A "good Catholic", he began living a life where he collected money for drugs
and got 20pc commission when they were sold. Words like 'the 'Dam'
(Amsterdam), 'a pull' (questioning at the airport), 'a pickup' (delivery or
collection of drugs), 'a piece' (gun) tripped easily from his tongue as the
accused man described the workings of his new life.

There was the complex tale of how 40,000 ecstasy tablets went missing, how
Joe was "under pressure" and in fear of his life, and descriptions of the
key players in the drama of the 53-year-old man's life.

His eldest son Robert had "brains to burn" but was a "rip-off merchant";
Mark Dwyer was "a gentleman", and second son Scott "not gifted with those
(beautiful) looks" of his other son and daughter, was special to him from
the moment he saw the dimple on the baby's chin.

Joe Delaney proud father, separated husband, hard worker, chronic drinker
turned cocaine user, and finally drug dealer, unfurled the story of his life
for two hours. Most of it was not pleasant listening.

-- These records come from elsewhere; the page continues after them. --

//! The single content-addressed map from canonical local path to managed file
//! (spec.md §4.3). Mediates autoloading, pinning, and deletion, and owns the LRU.

use std::collections::HashMap;
use std::sync::Arc;
use std::time::SystemTime;

use camino::Utf8PathBuf;
use tokio::sync::RwLock;
use tracing::{debug, info, instrument, warn};
use walkdir::WalkDir;

use cache_fs::{FileSystemDescriptor, RemoteFs, RemotePath};

use crate::canonical_path::{local_of, network_path_of, reverse};
use crate::config::CacheConfig;
use crate::downloader::Downloader;
use crate::error::{Error, Result};
use crate::local_fs::LocalFs;
use crate::lru::LruState;
use crate::managed_file::{ManagedFile, State};

/// A read-only snapshot of a managed file's metadata (spec.md §4.3 addition,
/// SPEC_FULL): used by metadata-only Facade entry points so they needn't pin.
#[derive(Debug, Clone)]
pub struct FileSnapshot {
    pub local_path: Utf8PathBuf,
    pub network_path: String,
    pub size_local: u64,
    pub size_remote_estimated: u64,
    pub state: State,
    pub last_access: SystemTime,
}

/// A pinned reference to a [`ManagedFile`]. Dropping it releases the pin.
pub struct Pin {
    file: Arc<ManagedFile>,
}

impl Pin {
    pub fn file(&self) -> &Arc<ManagedFile> {
        &self.file
    }
}

impl std::ops::Deref for Pin {
    type Target = ManagedFile;
    fn deref(&self) -> &ManagedFile {
        &self.file
    }
}

impl Drop for Pin {
    fn drop(&mut self) {
        self.file.unpin();
    }
}

pub struct Registry<F: RemoteFs, L: LocalFs> {
    config: CacheConfig,
    index: RwLock<HashMap<Utf8PathBuf, Arc<ManagedFile>>>,
    pub(crate) lru: Arc<LruState>,
    remote_fs: Arc<F>,
    local_fs: Arc<L>,
    downloader: Downloader<F, L>,
    registered_filesystems: std::sync::Mutex<Vec<FileSystemDescriptor>>,
}

impl<F: RemoteFs, L: LocalFs> Registry<F, L> {
    /// spec.md §4.3 `configure`.
    #[instrument(skip_all)]
    pub async fn configure(config: CacheConfig, remote_fs: Arc<F>, local_fs: Arc<L>) -> Result<Self> {
        local_fs
            .mkdir(&config.cache_root)
            .await
            .map_err(|e| Error::LocalFileOpFailure(e.to_string()))?;

        let origin = SystemTime::now() - config.slice_duration * 10_000;
        let lru = Arc::new(LruState::new(
            origin,
            config.slice_duration,
            config.capacity_limit_bytes,
            config.max_buckets,
            config.tombstone_threshold,
        ));

        let downloader = Downloader::new(
            config.clone(),
            Arc::clone(&remote_fs),
            Arc::clone(&local_fs),
            Arc::clone(&lru),
        );

        let registry = Self {
            config: config.clone(),
            index: RwLock::new(HashMap::new()),
            lru,
            remote_fs,
            local_fs,
            downloader,
            registered_filesystems: std::sync::Mutex::new(Vec::new()),
        };

        if config.autoload {
            registry.reconstruct_from_disk().await?;
        }

        Ok(registry)
    }

    /// Rescans `cache_root`, admitting discovered files as `Idle` in ascending
    /// mtime order (spec.md §4.3, §8 round-trip property). Files whose network
    /// path cannot be decoded are skipped, not deleted (spec.md §4.3).
    async fn reconstruct_from_disk(&self) -> Result<()> {
        let mut discovered: Vec<(Utf8PathBuf, u64, SystemTime)> = Vec::new();

        for entry in WalkDir::new(self.config.cache_root.as_std_path())
            .into_iter()
            .filter_map(|e| e.ok())
        {
            if !entry.file_type().is_file() {
                continue;
            }
            let Ok(path) = Utf8PathBuf::try_from(entry.path().to_path_buf()) else {
                continue;
            };
            if path.as_str().ends_with("_tmp") {
                // Leftover from an interrupted download; never resurrected.
                let _ = tokio::fs::remove_file(&path).await;
                continue;
            }
            let Ok(meta) = entry.metadata() else { continue };
            let mtime = meta.modified().unwrap_or(SystemTime::UNIX_EPOCH);
            discovered.push((path, meta.len(), mtime));
        }

        discovered.sort_by_key(|(_, _, mtime)| *mtime);

        let mut index = self.index.write().await;
        for (local_path, size, mtime) in discovered {
            let Some((descriptor, remote_rel)) = reverse(&self.config.cache_root, &local_path)
            else {
                warn!(%local_path, "skipping file whose network path cannot be decoded");
                continue;
            };
            let network_path = network_path_of(&descriptor, &remote_rel);
            let file = Arc::new(ManagedFile::reconstructed_idle(
                local_path.clone(),
                network_path,
                remote_rel,
                descriptor,
                size,
                mtime,
            ));
            if self.lru.admit(Arc::clone(&file)) {
                index.insert(local_path, file);
            }
        }
        info!(reconstructed = index.len(), "cache reconstructed from disk");
        Ok(())
    }

    /// Idempotent registration of a remote filesystem (spec.md §4.3
    /// `register_remote_fs`).
    pub async fn register_remote_fs(&self, descriptor: FileSystemDescriptor) -> Result<()> {
        self.remote_fs.register(&descriptor).await?;
        let mut registered = self.registered_filesystems.lock().unwrap();
        if !registered.contains(&descriptor) {
            registered.push(descriptor);
        }
        Ok(())
    }

    pub fn is_registered(&self, descriptor: &FileSystemDescriptor) -> bool {
        self.registered_filesystems.lock().unwrap().contains(descriptor)
    }

    pub fn lru_stats(&self) -> crate::lru::LruStats {
        self.lru.stats()
    }

    async fn maybe_evict(&self) {
        if self.lru.is_over_budget() {
            self.lru.evict_to_budget(self.local_fs.as_ref()).await;
        }
    }

    /// The hot path (spec.md §4.3 `get_or_load`).
    #[instrument(skip(self), fields(network_path = %network_path))]
    pub async fn get_or_load(
        &self,
        descriptor: FileSystemDescriptor,
        remote_rel: RemotePath,
        network_path: String,
    ) -> Result<Pin> {
        loop {
            let local_path = local_of(&self.config.cache_root, &descriptor, &remote_rel);

            let existing = {
                let index = self.index.read().await;
                index.get(&local_path).cloned()
            };

            if let Some(file) = existing {
                if file.state() == State::MarkedForDeletion {
                    file.wait_until_finalized().await;
                    self.index.write().await.remove(&local_path);
                    continue;
                }

                if file.pin().await {
                    self.lru.touch(&file);
                    debug!(%local_path, "cache hit");
                    return Ok(Pin { file });
                }

                // Pin failed: either Forbidden or the race lost to a concurrent
                // MarkedForDeletion transition. If Forbidden and past cooldown,
                // kick off an async resync; either way this call fails.
                if file.is_past_cooldown() {
                    self.downloader.spawn_resync(Arc::clone(&file));
                }
                if file.state() == State::Forbidden {
                    return Err(file.last_failure().map(Error::from).unwrap_or(Error::CacheObjectForbidden));
                }
                continue;
            }

            // Miss: construct, claim, admit, pin, dispatch, wait.
            debug!(%local_path, "cache miss");
            let stat = self.remote_fs.stat(&descriptor, &remote_rel).await;
            let size_remote_estimated = match &stat {
                Ok(s) => s.size,
                // spec.md §6.5 Open Questions #1: the missing-remote placeholder
                // behavior is preserved; see DESIGN.md.
                Err(_) => 0,
            };

            let file = Arc::new(ManagedFile::new_amorphous(
                local_path.clone(),
                network_path.clone(),
                remote_rel.clone(),
                descriptor.clone(),
                None,
                size_remote_estimated,
                SystemTime::now(),
            ));

            let winner = {
                let mut index = self.index.write().await;
                index
                    .entry(local_path.clone())
                    .or_insert_with(|| Arc::clone(&file))
                    .clone()
            };
            if !Arc::ptr_eq(&winner, &file) {
                // Someone else's construction won the index slot first; retry
                // the lookup so we pin (and wait on, if still downloading)
                // their file instead of downloading our own orphan copy
                // (spec.md §8 invariant 7, single-downloader guarantee).
                continue;
            }

            if !file.claim_for_download() {
                // We just won the index slot for a freshly constructed
                // Amorphous file; this should never fail. Retry defensively.
                continue;
            }

            self.lru.admit(Arc::clone(&file));

            self.downloader.prepare(Arc::clone(&file)).await?;

            if !file.pin().await {
                return Err(file
                    .last_failure()
                    .map(Error::from)
                    .unwrap_or(Error::CacheObjectForbidden));
            }
            self.lru.touch(&file);
            self.maybe_evict().await;
            return Ok(Pin { file });
        }
    }

    /// Schedules removal. Deferred until all pins drop if currently pinned.
    pub async fn remove(&self, local_path: &Utf8PathBuf, physical: bool) -> Result<()> {
        let file = {
            let index = self.index.read().await;
            index.get(local_path).cloned()
        };
        let Some(file) = file else {
            return Err(Error::CacheObjectNotFound);
        };

        loop {
            if file.try_mark_for_deletion() {
                break;
            }
            if file.open_handles() == 0 && file.state() != State::Idle {
                // Not eligible right now (in progress, already gone, etc).
                return Err(Error::CacheObjectUnderFinalization);
            }
            file.wait_for_state_change().await;
        }

        self.lru.forget(&file);
        if physical {
            file.finalize_delete(self.local_fs.as_ref())
                .await
                .map_err(|e| Error::LocalFileOpFailure(e.to_string()))?;
        }
        self.index.write().await.remove(local_path);
        Ok(())
    }

    /// Computes the canonical local path for `(descriptor, remote_rel)` without
    /// touching the index or the remote filesystem.
    pub fn local_path_for(&self, descriptor: &FileSystemDescriptor, remote_rel: &RemotePath) -> Utf8PathBuf {
        local_of(&self.config.cache_root, descriptor, remote_rel)
    }

    /// Drops `local_path` from the index and the LRU's bucket structure without
    /// deleting bytes on disk — used by the Facade's `rename` after the bytes
    /// have already been moved out from under the old path.
    pub async fn forget_local(&self, local_path: &Utf8PathBuf) {
        let file = self.index.write().await.remove(local_path);
        if let Some(file) = file {
            self.lru.forget(&file);
        }
    }

    pub async fn snapshot(&self, local_path: &Utf8PathBuf) -> Option<FileSnapshot> {
        let index = self.index.read().await;
        let file = index.get(local_path)?;
        Some(FileSnapshot {
            local_path: file.local_path.clone(),
            network_path: file.network_path.clone(),
            size_local: file.size_local(),
            size_remote_estimated: file.size_remote_estimated(),
            state: file.state(),
            last_access: file.last_access(),
        })
    }

    /// Reaps tombstoned (removed-but-still-indexed) entries once the soft/hard
    /// ratio crosses the configured threshold (spec.md §4.2 `index_rebuild`,
    /// §9 "Weak references vs. tombstones").
    pub async fn index_rebuild(&self) {
        if !self.lru.should_rebuild_index() {
            return;
        }
        let mut index = self.index.write().await;
        index.retain(|_, f| f.state() != State::MarkedForDeletion);
        debug!(remaining = index.len(), "index rebuilt, tombstones reaped");
    }

    pub fn local_fs(&self) -> &Arc<L> {
        &self.local_fs
    }

    pub fn remote_fs(&self) -> &Arc<F> {
        &self.remote_fs
    }

    pub fn config(&self) -> &CacheConfig {
        &self.config
    }

    pub fn downloader(&self) -> &Downloader<F, L> {
        &self.downloader
    }
}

The teenagers on a school visit to the Four Courts had earlier heard defence
claims of sordid sexual practices between Delaney and witness Adrienne
McGuinness, which she denied.

"What's K-Y gel?" one youngster whispered to her friend after a particularly
graphic question by defending counsel Blaise O'Carroll. Whatever her friend
said, the girl's eyebrows shot up in astonishment. It made one want to
squirm in embarrassment for the 'education' they were getting in Court
Number 3.

Checked-by: "Rolf Ernst"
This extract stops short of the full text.